Start of Supplied information

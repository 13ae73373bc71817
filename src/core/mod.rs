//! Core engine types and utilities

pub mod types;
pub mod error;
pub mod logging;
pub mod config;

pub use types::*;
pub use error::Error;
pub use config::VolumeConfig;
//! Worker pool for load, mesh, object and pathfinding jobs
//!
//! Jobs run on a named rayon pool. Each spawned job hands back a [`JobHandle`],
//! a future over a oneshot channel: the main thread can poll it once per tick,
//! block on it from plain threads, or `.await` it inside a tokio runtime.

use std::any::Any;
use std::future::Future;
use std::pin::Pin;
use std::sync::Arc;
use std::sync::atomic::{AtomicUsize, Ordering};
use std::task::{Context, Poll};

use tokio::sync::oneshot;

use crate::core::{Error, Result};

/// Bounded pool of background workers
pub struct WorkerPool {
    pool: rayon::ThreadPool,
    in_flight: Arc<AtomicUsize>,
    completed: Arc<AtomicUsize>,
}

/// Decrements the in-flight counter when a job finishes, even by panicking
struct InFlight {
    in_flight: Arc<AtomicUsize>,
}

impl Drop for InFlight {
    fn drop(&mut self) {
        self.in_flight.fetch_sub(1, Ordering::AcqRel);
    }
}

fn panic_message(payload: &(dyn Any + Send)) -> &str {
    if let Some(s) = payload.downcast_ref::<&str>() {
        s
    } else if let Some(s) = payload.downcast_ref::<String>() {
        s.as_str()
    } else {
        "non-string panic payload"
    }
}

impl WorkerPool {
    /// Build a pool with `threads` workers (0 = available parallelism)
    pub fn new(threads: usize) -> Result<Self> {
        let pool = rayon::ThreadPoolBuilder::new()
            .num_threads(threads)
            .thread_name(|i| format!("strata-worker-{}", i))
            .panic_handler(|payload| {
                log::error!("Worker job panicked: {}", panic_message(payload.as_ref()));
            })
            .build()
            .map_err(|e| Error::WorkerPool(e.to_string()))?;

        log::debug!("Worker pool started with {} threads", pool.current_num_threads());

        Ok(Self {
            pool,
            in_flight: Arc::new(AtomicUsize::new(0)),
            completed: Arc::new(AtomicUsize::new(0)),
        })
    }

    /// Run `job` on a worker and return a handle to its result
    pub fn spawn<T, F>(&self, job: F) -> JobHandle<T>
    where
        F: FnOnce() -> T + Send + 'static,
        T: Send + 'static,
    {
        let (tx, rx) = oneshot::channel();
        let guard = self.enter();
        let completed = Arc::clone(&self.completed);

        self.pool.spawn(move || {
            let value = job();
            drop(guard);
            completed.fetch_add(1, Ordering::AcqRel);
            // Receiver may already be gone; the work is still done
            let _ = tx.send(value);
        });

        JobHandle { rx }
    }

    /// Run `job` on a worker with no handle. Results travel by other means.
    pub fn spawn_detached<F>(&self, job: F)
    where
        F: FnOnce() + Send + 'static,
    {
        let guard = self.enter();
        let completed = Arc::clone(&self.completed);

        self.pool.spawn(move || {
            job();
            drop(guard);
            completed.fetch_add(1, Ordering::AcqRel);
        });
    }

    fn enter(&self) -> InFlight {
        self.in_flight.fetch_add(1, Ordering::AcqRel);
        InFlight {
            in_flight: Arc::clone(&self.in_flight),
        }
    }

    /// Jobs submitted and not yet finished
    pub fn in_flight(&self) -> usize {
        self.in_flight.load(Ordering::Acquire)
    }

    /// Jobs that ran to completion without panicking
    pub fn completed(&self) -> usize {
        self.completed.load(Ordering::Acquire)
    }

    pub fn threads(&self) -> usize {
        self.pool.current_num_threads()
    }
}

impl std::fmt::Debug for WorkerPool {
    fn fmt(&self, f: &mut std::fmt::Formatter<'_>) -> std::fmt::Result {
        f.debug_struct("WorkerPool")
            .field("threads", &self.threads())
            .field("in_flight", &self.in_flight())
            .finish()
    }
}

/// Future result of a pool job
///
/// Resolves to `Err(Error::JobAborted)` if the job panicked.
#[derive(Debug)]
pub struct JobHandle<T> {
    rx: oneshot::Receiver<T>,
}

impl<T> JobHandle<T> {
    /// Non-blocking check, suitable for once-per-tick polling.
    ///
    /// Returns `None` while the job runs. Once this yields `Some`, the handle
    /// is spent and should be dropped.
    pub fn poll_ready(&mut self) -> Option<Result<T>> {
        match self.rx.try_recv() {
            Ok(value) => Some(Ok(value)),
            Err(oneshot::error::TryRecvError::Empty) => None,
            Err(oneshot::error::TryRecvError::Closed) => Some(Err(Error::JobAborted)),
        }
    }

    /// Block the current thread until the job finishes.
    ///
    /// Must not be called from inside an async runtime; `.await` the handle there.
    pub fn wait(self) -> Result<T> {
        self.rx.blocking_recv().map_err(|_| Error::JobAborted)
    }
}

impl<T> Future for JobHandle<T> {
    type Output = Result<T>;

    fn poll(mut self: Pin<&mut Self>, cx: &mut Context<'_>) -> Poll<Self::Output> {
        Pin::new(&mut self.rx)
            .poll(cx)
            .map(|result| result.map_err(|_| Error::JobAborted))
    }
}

End of Supplied information

Copy out, from the records above, every line that holds the string "runtime".

■ Solution below:
//! block on it from plain threads, or `.await` it inside a tokio runtime.
    /// Must not be called from inside an async runtime; `.await` the handle there.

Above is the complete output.